===== SUPPLIED DATA
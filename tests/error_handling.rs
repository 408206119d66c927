//! Error handling and edge case tests.

use folio::{EntryKind, Model, Namespace, NamespaceConfig, NamespaceError};
use serde_json::json;
use std::fs;
use tempfile::TempDir;

fn test_namespace(dir: &TempDir) -> Namespace {
    Namespace::create(NamespaceConfig {
        path: dir.path().join("namespace"),
        ..Default::default()
    })
    .unwrap()
}

// --- Absent paths ---

#[test]
fn test_get_missing_path_is_none() {
    let dir = TempDir::new().unwrap();
    let ns = test_namespace(&dir);

    // Absent is a value, not an error.
    assert!(ns.get("nothing-here", true, None).unwrap().is_none());
    assert!(ns.get("nothing-here", true, Some(EntryKind::File)).unwrap().is_none());
    assert!(ns
        .get("nothing-here", true, Some(EntryKind::Directory))
        .unwrap()
        .is_none());
    assert!(ns
        .get("nothing-here", true, Some(EntryKind::Notebook))
        .unwrap()
        .is_none());
}

#[test]
fn test_get_file_as_directory_is_none() {
    let dir = TempDir::new().unwrap();
    let ns = test_namespace(&dir);

    ns.save(&Model::new_file("hello"), "foo.txt").unwrap();
    assert!(ns
        .get("foo.txt", true, Some(EntryKind::Directory))
        .unwrap()
        .is_none());
}

// --- Bad requests ---

#[test]
fn test_save_file_without_content() {
    let dir = TempDir::new().unwrap();
    let ns = test_namespace(&dir);

    let model = Model::from_value(&json!({"type": "file"})).unwrap();
    let result = ns.save(&model, "foo.txt");
    assert!(matches!(result, Err(NamespaceError::BadRequest(_))));

    let model = Model::from_value(&json!({"type": "notebook"})).unwrap();
    let result = ns.save(&model, "nb.ipynb");
    assert!(matches!(result, Err(NamespaceError::BadRequest(_))));
}

#[test]
fn test_model_without_type_is_bad_request() {
    let result = Model::from_value(&json!({"content": "hello"}));
    assert!(matches!(result, Err(NamespaceError::BadRequest(_))));
}

// --- Not found ---

#[test]
fn test_delete_missing_is_not_found() {
    let dir = TempDir::new().unwrap();
    let ns = test_namespace(&dir);

    let result = ns.delete("missing.txt");
    assert!(matches!(result, Err(NamespaceError::NotFound(_))));
}

#[test]
fn test_double_delete_is_not_found() {
    let dir = TempDir::new().unwrap();
    let ns = test_namespace(&dir);

    ns.save(&Model::new_file("hello"), "foo.txt").unwrap();
    ns.delete("foo.txt").unwrap();

    let result = ns.delete("foo.txt");
    assert!(matches!(result, Err(NamespaceError::NotFound(_))));
}

#[test]
fn test_rename_missing_is_not_found() {
    let dir = TempDir::new().unwrap();
    let ns = test_namespace(&dir);

    let result = ns.rename("missing.txt", "other.txt");
    assert!(matches!(result, Err(NamespaceError::NotFound(_))));
}

#[test]
fn test_rename_directory_is_not_found() {
    let dir = TempDir::new().unwrap();
    let ns = test_namespace(&dir);

    // Only files are renamed; directories never reach the version log.
    ns.save(&Model::new_directory(), "foo").unwrap();
    let result = ns.rename("foo", "spam");
    assert!(matches!(result, Err(NamespaceError::NotFound(_))));
}

// --- Content decoding ---

#[test]
fn test_plain_text_as_notebook_fails_to_parse() {
    let dir = TempDir::new().unwrap();
    let ns = test_namespace(&dir);

    ns.save(&Model::new_file("not a document"), "foo.txt").unwrap();

    let result = ns.get("foo.txt", true, Some(EntryKind::Notebook));
    assert!(matches!(result, Err(NamespaceError::Deserialization(_))));

    // Without content the metadata alone resolves fine.
    assert!(ns
        .get("foo.txt", false, Some(EntryKind::Notebook))
        .unwrap()
        .is_some());
}

// --- Store lifecycle ---

#[test]
fn test_second_open_is_locked() {
    let dir = TempDir::new().unwrap();
    let config = NamespaceConfig {
        path: dir.path().join("namespace"),
        ..Default::default()
    };

    let _ns = Namespace::create(config.clone()).unwrap();

    let result = Namespace::open(config);
    assert!(matches!(result, Err(NamespaceError::Locked)));
}

#[test]
fn test_open_missing_without_create() {
    let dir = TempDir::new().unwrap();

    let result = Namespace::open_or_create(NamespaceConfig {
        path: dir.path().join("missing"),
        create_if_missing: false,
        ..Default::default()
    });
    assert!(matches!(result, Err(NamespaceError::NotInitialized)));
}

#[test]
fn test_corrupt_manifest_is_invalid_format() {
    let dir = TempDir::new().unwrap();
    let path = dir.path().join("namespace");

    {
        let _ns = Namespace::create(NamespaceConfig {
            path: path.clone(),
            ..Default::default()
        })
        .unwrap();
    }

    fs::write(path.join("MANIFEST"), b"JNK\0\x01").unwrap();

    let result = Namespace::open(NamespaceConfig {
        path,
        ..Default::default()
    });
    assert!(matches!(result, Err(NamespaceError::InvalidFormat(_))));
}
==========
▸ **REQUIRED ACTION**: Set down the whole of the material, exactly.

▸ **OUTPUT OF THE EXERCISE**:
filename tests/error_handling.rs
repository 408206119d66c927
//! Error handling and edge case tests.

use folio::{EntryKind, Model, Namespace, NamespaceConfig, NamespaceError};
use serde_json::json;
use std::fs;
use tempfile::TempDir;

fn test_namespace(dir: &TempDir) -> Namespace {
    Namespace::create(NamespaceConfig {
        path: dir.path().join("namespace"),
        ..Default::default()
    })
    .unwrap()
}

// --- Absent paths ---

#[test]
fn test_get_missing_path_is_none() {
    let dir = TempDir::new().unwrap();
    let ns = test_namespace(&dir);

    // Absent is a value, not an error.
    assert!(ns.get("nothing-here", true, None).unwrap().is_none());
    assert!(ns.get("nothing-here", true, Some(EntryKind::File)).unwrap().is_none());
    assert!(ns
        .get("nothing-here", true, Some(EntryKind::Directory))
        .unwrap()
        .is_none());
    assert!(ns
        .get("nothing-here", true, Some(EntryKind::Notebook))
        .unwrap()
        .is_none());
}

#[test]
fn test_get_file_as_directory_is_none() {
    let dir = TempDir::new().unwrap();
    let ns = test_namespace(&dir);

    ns.save(&Model::new_file("hello"), "foo.txt").unwrap();
    assert!(ns
        .get("foo.txt", true, Some(EntryKind::Directory))
        .unwrap()
        .is_none());
}

// --- Bad requests ---

#[test]
fn test_save_file_without_content() {
    let dir = TempDir::new().unwrap();
    let ns = test_namespace(&dir);

    let model = Model::from_value(&json!({"type": "file"})).unwrap();
    let result = ns.save(&model, "foo.txt");
    assert!(matches!(result, Err(NamespaceError::BadRequest(_))));

    let model = Model::from_value(&json!({"type": "notebook"})).unwrap();
    let result = ns.save(&model, "nb.ipynb");
    assert!(matches!(result, Err(NamespaceError::BadRequest(_))));
}

#[test]
fn test_model_without_type_is_bad_request() {
    let result = Model::from_value(&json!({"content": "hello"}));
    assert!(matches!(result, Err(NamespaceError::BadRequest(_))));
}

// --- Not found ---

#[test]
fn test_delete_missing_is_not_found() {
    let dir = TempDir::new().unwrap();
    let ns = test_namespace(&dir);

    let result = ns.delete("missing.txt");
    assert!(matches!(result, Err(NamespaceError::NotFound(_))));
}

#[test]
fn test_double_delete_is_not_found() {
    let dir = TempDir::new().unwrap();
    let ns = test_namespace(&dir);

    ns.save(&Model::new_file("hello"), "foo.txt").unwrap();
    ns.delete("foo.txt").unwrap();

    let result = ns.delete("foo.txt");
    assert!(matches!(result, Err(NamespaceError::NotFound(_))));
}

#[test]
fn test_rename_missing_is_not_found() {
    let dir = TempDir::new().unwrap();
    let ns = test_namespace(&dir);

    let result = ns.rename("missing.txt", "other.txt");
    assert!(matches!(result, Err(NamespaceError::NotFound(_))));
}

#[test]
fn test_rename_directory_is_not_found() {
    let dir = TempDir::new().unwrap();
    let ns = test_namespace(&dir);

    // Only files are renamed; directories never reach the version log.
    ns.save(&Model::new_directory(), "foo").unwrap();
    let result = ns.rename("foo", "spam");
    assert!(matches!(result, Err(NamespaceError::NotFound(_))));
}

// --- Content decoding ---

#[test]
fn test_plain_text_as_notebook_fails_to_parse() {
    let dir = TempDir::new().unwrap();
    let ns = test_namespace(&dir);

    ns.save(&Model::new_file("not a document"), "foo.txt").unwrap();

    let result = ns.get("foo.txt", true, Some(EntryKind::Notebook));
    assert!(matches!(result, Err(NamespaceError::Deserialization(_))));

    // Without content the metadata alone resolves fine.
    assert!(ns
        .get("foo.txt", false, Some(EntryKind::Notebook))
        .unwrap()
        .is_some());
}

// --- Store lifecycle ---

#[test]
fn test_second_open_is_locked() {
    let dir = TempDir::new().unwrap();
    let config = NamespaceConfig {
        path: dir.path().join("namespace"),
        ..Default::default()
    };

    let _ns = Namespace::create(config.clone()).unwrap();

    let result = Namespace::open(config);
    assert!(matches!(result, Err(NamespaceError::Locked)));
}

#[test]
fn test_open_missing_without_create() {
    let dir = TempDir::new().unwrap();

    let result = Namespace::open_or_create(NamespaceConfig {
        path: dir.path().join("missing"),
        create_if_missing: false,
        ..Default::default()
    });
    assert!(matches!(result, Err(NamespaceError::NotInitialized)));
}

#[test]
fn test_corrupt_manifest_is_invalid_format() {
    let dir = TempDir::new().unwrap();
    let path = dir.path().join("namespace");

    {
        let _ns = Namespace::create(NamespaceConfig {
            path: path.clone(),
            ..Default::default()
        })
        .unwrap();
    }

    fs::write(path.join("MANIFEST"), b"JNK\0\x01").unwrap();

    let result = Namespace::open(NamespaceConfig {
        path,
        ..Default::default()
    });
    assert!(matches!(result, Err(NamespaceError::InvalidFormat(_))));
}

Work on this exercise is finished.